╭─ Supplied material

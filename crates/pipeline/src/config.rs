use serde::{Deserialize, Serialize};

use rallycoach_core::classifier::DEFAULT_HISTORY_LEN;
use rallycoach_core::error::CoreError;
use rallycoach_core::risk::DEFAULT_MIN_SUSTAINED_FRAMES;
use rallycoach_core::threshold_validation::{
    validate_min_count, validate_positive, validate_unit_range,
};

/// Frame rate assumed when none is supplied and none can be estimated.
pub const DEFAULT_FPS: f64 = 30.0;

/// Tunable settings for one analysis run.
///
/// Missing fields deserialize to their defaults.
#[derive(Debug, Clone, PartialEq, Serialize, Deserialize)]
#[serde(default)]
pub struct AnalysisConfig {
    /// Minimum consecutive frames a risk must persist to be kept.
    pub min_sustained_frames: usize,
    /// Landmarks below this visibility are treated as missing. `None` keeps
    /// every landmark the tracker reported.
    pub visibility_gate: Option<f64>,
    /// Frames of history given to the stroke classifier.
    pub classifier_history: usize,
    pub default_fps: f64,
}

impl Default for AnalysisConfig {
    fn default() -> Self {
        Self {
            min_sustained_frames: DEFAULT_MIN_SUSTAINED_FRAMES,
            visibility_gate: None,
            classifier_history: DEFAULT_HISTORY_LEN,
            default_fps: DEFAULT_FPS,
        }
    }
}

impl AnalysisConfig {
    pub fn validate(&self) -> Result<(), CoreError> {
        validate_min_count(self.min_sustained_frames, 1, "min_sustained_frames")?;
        if let Some(gate) = self.visibility_gate {
            validate_unit_range(gate, "visibility_gate")?;
        }
        validate_min_count(self.classifier_history, 1, "classifier_history")?;
        validate_positive(self.default_fps, "default_fps")?;
        Ok(())
    }
}
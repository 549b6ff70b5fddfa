//! Per-frame biomechanics metrics and the analyzed-frame record.
//!
//! Every field that depends on landmarks is optional: `None` means the
//! frame did not carry the landmarks needed to compute it.

use serde::{Deserialize, Serialize};

use crate::feedback;
use crate::risk::{self, InjuryRisk, RiskSeverity};
use crate::stroke::StrokeSelector;
use crate::types::{Point3, RawFrame};
use crate::velocity::Velocity;

// ---------------------------------------------------------------------------
// FrameMetrics
// ---------------------------------------------------------------------------

/// Joint angles, position flags, reference coordinates and velocities for
/// one frame. Angles are in degrees.
#[derive(Debug, Clone, Default, PartialEq, Serialize, Deserialize)]
pub struct FrameMetrics {
    pub frame_idx: i64,
    pub timestamp_sec: f64,

    pub right_elbow_flexion: Option<f64>,
    pub left_elbow_flexion: Option<f64>,
    pub right_knee_flexion: Option<f64>,
    pub left_knee_flexion: Option<f64>,
    pub right_shoulder_abduction: Option<f64>,
    pub hip_rotation_deg: Option<f64>,
    pub spine_flexion: Option<f64>,

    pub wrist_above_waist: Option<bool>,
    pub wrist_above_head: Option<bool>,
    pub wrist_to_body_distance: Option<f64>,

    pub right_wrist: Option<Point3>,
    pub right_shoulder: Option<Point3>,
    pub left_shoulder: Option<Point3>,
    pub right_hip: Option<Point3>,
    pub nose: Option<Point3>,

    #[serde(default)]
    pub wrist_velocity: Velocity,
    #[serde(default)]
    pub shoulder_velocity: Velocity,
}

/// Reference points whose raw coordinates are kept on [`FrameMetrics`].
#[derive(Debug, Clone, Copy, PartialEq, Eq)]
pub enum TrackedPoint {
    RightWrist,
    RightShoulder,
    LeftShoulder,
    RightHip,
    Nose,
}

/// Coordinate axis of a tracked point.
#[derive(Debug, Clone, Copy, PartialEq, Eq)]
pub enum Axis {
    X,
    Y,
    Z,
}

impl Point3 {
    pub fn axis(&self, axis: Axis) -> f64 {
        match axis {
            Axis::X => self.x,
            Axis::Y => self.y,
            Axis::Z => self.z,
        }
    }
}

impl FrameMetrics {
    /// Metrics for a frame that carried no usable landmarks.
    pub fn empty(frame_idx: i64, timestamp_sec: f64) -> Self {
        Self {
            frame_idx,
            timestamp_sec,
            ..Self::default()
        }
    }

    pub fn point(&self, which: TrackedPoint) -> Option<&Point3> {
        match which {
            TrackedPoint::RightWrist => self.right_wrist.as_ref(),
            TrackedPoint::RightShoulder => self.right_shoulder.as_ref(),
            TrackedPoint::LeftShoulder => self.left_shoulder.as_ref(),
            TrackedPoint::RightHip => self.right_hip.as_ref(),
            TrackedPoint::Nose => self.nose.as_ref(),
        }
    }

    /// One coordinate of a tracked point, e.g. the y of the right wrist.
    pub fn coordinate(&self, which: TrackedPoint, axis: Axis) -> Option<f64> {
        self.point(which).map(|p| p.axis(axis))
    }
}

// ---------------------------------------------------------------------------
// AnalyzedFrame
// ---------------------------------------------------------------------------

/// A raw frame together with everything derived from it.
///
/// Built once per frame. The only field mutated afterwards is
/// `injury_risks`, by [`risk::filter_sustained_risks`].
#[derive(Debug, Clone, PartialEq, Serialize, Deserialize)]
pub struct AnalyzedFrame {
    #[serde(flatten)]
    pub raw: RawFrame,
    pub metrics: FrameMetrics,
    pub injury_risk: RiskSeverity,
    pub injury_risks: Vec<InjuryRisk>,
    pub feedback: Vec<String>,
}

impl AnalyzedFrame {
    /// Evaluate risks and feedback for already-computed metrics.
    pub fn assemble(raw: RawFrame, metrics: FrameMetrics, selector: StrokeSelector) -> Self {
        let injury_risks = risk::detect_frame_risks(&metrics, selector);
        let injury_risk = risk::overall_risk_level(&injury_risks);
        let feedback = feedback::frame_feedback(&metrics, selector);
        Self {
            raw,
            metrics,
            injury_risk,
            injury_risks,
            feedback,
        }
    }

    pub fn has_risk(&self, risk_type: risk::RiskType) -> bool {
        self.injury_risks.iter().any(|r| r.risk_type == risk_type)
    }
}

#[cfg(test)]
mod tests {
    use super::*;

    #[test]
    fn coordinate_reads_named_axis() {
        let metrics = FrameMetrics {
            right_wrist: Some(Point3::new(0.1, 0.2, 0.3)),
            ..FrameMetrics::empty(0, 0.0)
        };
        assert_eq!(metrics.coordinate(TrackedPoint::RightWrist, Axis::Y), Some(0.2));
        assert_eq!(metrics.coordinate(TrackedPoint::RightWrist, Axis::Z), Some(0.3));
        assert_eq!(metrics.coordinate(TrackedPoint::Nose, Axis::Y), None);
    }

    #[test]
    fn missing_angles_serialize_as_null() {
        let json = serde_json::to_value(FrameMetrics::empty(4, 0.1)).unwrap();
        assert!(json["right_elbow_flexion"].is_null());
        assert!(json["wrist_above_head"].is_null());
        assert_eq!(json["frame_idx"], 4);
    }
}
#[cfg(test)]
mod tests {
    use super::*;
    use assert_matches::assert_matches;

    const FPS: f64 = 30.0;
    const SWING: [f64; 10] = [0.0, 0.005, 0.01, 0.02, 0.03, 0.02, 0.015, 0.01, 0.01, 0.01];

    fn idle_stream(len: usize) -> Vec<ClassifiedFrame> {
        (0..len)
            .map(|i| ClassifiedFrame {
                frame_idx: i as i64,
                timestamp_sec: i as f64 / FPS,
                stroke: StrokeClass::Unknown,
                confidence: 0.40,
                wrist_velocity: 0.0,
            })
            .collect()
    }

    fn paint(frames: &mut [ClassifiedFrame], start: usize, stroke: StrokeClass, confidence: f64, velocities: &[f64]) {
        for (offset, &v) in velocities.iter().enumerate() {
            let f = &mut frames[start + offset];
            f.stroke = stroke;
            f.confidence = confidence;
            f.wrist_velocity = v;
        }
    }

    fn raw(stroke_type: StrokeType, start_frame: i64, end_frame: i64, confidence: f64) -> RawSegment {
        RawSegment {
            stroke_type,
            start_frame,
            end_frame,
            confidence,
        }
    }

    // -- detect_segments ------------------------------------------------------

    #[test]
    fn drops_unknown_and_short_runs() {
        let mut frames = idle_stream(20);
        paint(&mut frames, 2, StrokeClass::Dink, 0.8, &[0.0; 2]);
        paint(&mut frames, 8, StrokeClass::Volley, 0.8, &[0.0; 4]);
        let segments = detect_segments(&frames);
        assert_eq!(segments, vec![raw(StrokeType::Volley, 8, 11, 0.8)]);
    }

    #[test]
    fn merges_same_type_across_small_gap() {
        let mut frames = idle_stream(30);
        paint(&mut frames, 5, StrokeClass::Groundstroke, 0.8, &[0.0; 4]);
        paint(&mut frames, 12, StrokeClass::Groundstroke, 0.9, &[0.0; 4]);
        paint(&mut frames, 20, StrokeClass::Groundstroke, 0.7, &[0.0; 4]);
        let segments = detect_segments(&frames);
        // Frames 9..=11 are a 3-frame gap (merged); 16..=19 are 4 (kept apart).
        assert_eq!(
            segments,
            vec![
                raw(StrokeType::Groundstroke, 5, 15, 0.9),
                raw(StrokeType::Groundstroke, 20, 23, 0.7),
            ]
        );
    }

    #[test]
    fn empty_stream_has_no_segments() {
        assert!(detect_segments(&[]).is_empty());
        assert_eq!(detect_strokes(&[], None, FPS), SegmentationOutcome::default());
    }

    // -- find_peak_velocity ---------------------------------------------------

    #[test]
    fn peak_is_max_inside_segment() {
        let mut frames = idle_stream(20);
        paint(&mut frames, 5, StrokeClass::Serve, 0.9, &SWING);
        frames[2].wrist_velocity = 0.5; // outside the segment
        let peak = find_peak_velocity(&frames, &raw(StrokeType::Serve, 5, 14, 0.9)).unwrap();
        assert_eq!(peak.frame_idx, 9);
        assert_eq!(peak.position, 9);
        assert_eq!(peak.velocity, 0.03);
    }

    // -- detect_strokes -------------------------------------------------------

    #[test]
    fn single_serve_window_yields_one_segment() {
        let mut frames = idle_stream(40);
        paint(&mut frames, 15, StrokeClass::Serve, 0.9, &SWING);

        let outcome = detect_strokes(&frames, None, FPS);
        assert_eq!(outcome.accepted.len(), 1);
        assert!(outcome.rejected.is_empty());

        let s = outcome.accepted[0];
        assert_eq!(s.stroke_type, StrokeType::Serve);
        assert_eq!((s.start_frame, s.end_frame), (15, 24));
        assert_eq!(s.peak_frame, 19);
        assert_eq!(s.start_sec, 0.5);
        assert_eq!(s.peak_time_sec, 0.633);
        assert!((s.confidence - 0.9).abs() < 1e-9);
    }

    #[test]
    fn serve_lock_holds_within_rally_and_resets_after_idle_gap() {
        let mut frames = idle_stream(140);
        paint(&mut frames, 10, StrokeClass::Serve, 0.9, &SWING);
        paint(&mut frames, 40, StrokeClass::Serve, 0.9, &SWING);
        paint(&mut frames, 120, StrokeClass::Serve, 0.9, &SWING);

        let outcome = detect_strokes(&frames, Some(StrokeType::Serve), FPS);
        let starts: Vec<_> = outcome.accepted.iter().map(|s| s.start_frame).collect();
        assert_eq!(starts, vec![10, 120]);
        assert_eq!(outcome.rejected.len(), 1);
        assert_eq!(outcome.rejected[0].segment.start_frame, 40);
        assert_eq!(outcome.rejected[0].reason, RejectReason::ServeLocked);
    }

    #[test]
    fn busy_gap_keeps_rally_alive() {
        let mut frames = idle_stream(140);
        paint(&mut frames, 10, StrokeClass::Serve, 0.9, &SWING);
        paint(&mut frames, 120, StrokeClass::Serve, 0.9, &SWING);
        for f in &mut frames[30..110] {
            f.wrist_velocity = 0.05;
        }

        let outcome = detect_strokes(&frames, None, FPS);
        assert_eq!(outcome.accepted.len(), 1);
        assert_eq!(outcome.rejected[0].reason, RejectReason::ServeLocked);
    }

    #[test]
    fn declared_stroke_filters_other_types() {
        let mut frames = idle_stream(60);
        paint(&mut frames, 5, StrokeClass::Dink, 0.9, &[0.005; 5]);
        paint(&mut frames, 30, StrokeClass::Serve, 0.9, &SWING);

        let all = detect_strokes(&frames, None, FPS);
        assert_eq!(all.accepted.len(), 2);

        let serves = detect_strokes(&frames, Some(StrokeType::Serve), FPS);
        assert_eq!(serves.accepted.len(), 1);
        assert_eq!(serves.accepted[0].stroke_type, StrokeType::Serve);
    }

    // -- filter_segments ------------------------------------------------------

    #[test]
    fn cooldown_rejects_duplicate_hit() {
        let mut frames = idle_stream(60);
        paint(&mut frames, 10, StrokeClass::Groundstroke, 0.9, &SWING);
        paint(&mut frames, 30, StrokeClass::Groundstroke, 0.9, &SWING);
        let segments = [
            raw(StrokeType::Groundstroke, 10, 19, 0.9),
            raw(StrokeType::Groundstroke, 30, 39, 0.9),
        ];

        let mut state = RallyState::new();
        let outcome = filter_segments(&frames, &segments, &mut state, FPS);
        assert_eq!(outcome.accepted.len(), 1);
        // 0.8 s at 30 fps after frame 19.
        assert_matches!(
            outcome.rejected[0].reason,
            RejectReason::Cooldown { cooldown_end_frame: 43 }
        );
        assert_eq!(state.phase, RallyPhase::ActiveRally);
        assert_eq!(state.rally_start_frame, Some(10));
        assert_eq!(state.last_stroke_type, Some(StrokeType::Groundstroke));
    }

    #[test]
    fn low_confidence_and_short_segments_are_rejected() {
        let mut frames = idle_stream(40);
        paint(&mut frames, 5, StrokeClass::Serve, 0.6, &SWING);
        let segments = [raw(StrokeType::Serve, 5, 14, 0.6), raw(StrokeType::Volley, 20, 21, 0.9)];

        let outcome = filter_segments(&frames, &segments, &mut RallyState::new(), FPS);
        assert!(outcome.accepted.is_empty());
        assert_matches!(outcome.rejected[0].reason, RejectReason::LowConfidence { .. });
        assert_matches!(outcome.rejected[1].reason, RejectReason::TooShort { length: 2, min: 3 });
    }

    #[test]
    fn drift_without_peak_is_not_a_power_stroke() {
        let mut frames = idle_stream(30);
        paint(&mut frames, 5, StrokeClass::Groundstroke, 0.9, &[0.03; 10]);
        let outcome = detect_strokes(&frames, None, FPS);
        assert!(outcome.accepted.is_empty());
        assert_matches!(outcome.rejected[0].reason, RejectReason::PeakNotConfirmed { .. });
    }

    #[test]
    fn soft_strokes_skip_peak_confirmation() {
        let mut frames = idle_stream(30);
        paint(&mut frames, 5, StrokeClass::Volley, 0.8, &[0.004; 6]);
        let outcome = detect_strokes(&frames, None, FPS);
        assert_eq!(outcome.accepted.len(), 1);
        assert_eq!(outcome.accepted[0].stroke_type, StrokeType::Volley);
    }
}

╰─

** Description of the task **
Set down, exactly as they stand above, the lines starting with the line with "assert_eq!(s.peak_time_sec, 0.633);" and going on through the line with "assert_eq!(outcome.rejected[0].segment.start_frame, 40);", and no others.

** Written response **
        assert_eq!(s.peak_time_sec, 0.633);
        assert!((s.confidence - 0.9).abs() < 1e-9);
    }

    #[test]
    fn serve_lock_holds_within_rally_and_resets_after_idle_gap() {
        let mut frames = idle_stream(140);
        paint(&mut frames, 10, StrokeClass::Serve, 0.9, &SWING);
        paint(&mut frames, 40, StrokeClass::Serve, 0.9, &SWING);
        paint(&mut frames, 120, StrokeClass::Serve, 0.9, &SWING);

        let outcome = detect_strokes(&frames, Some(StrokeType::Serve), FPS);
        let starts: Vec<_> = outcome.accepted.iter().map(|s| s.start_frame).collect();
        assert_eq!(starts, vec![10, 120]);
        assert_eq!(outcome.rejected.len(), 1);
        assert_eq!(outcome.rejected[0].segment.start_frame, 40);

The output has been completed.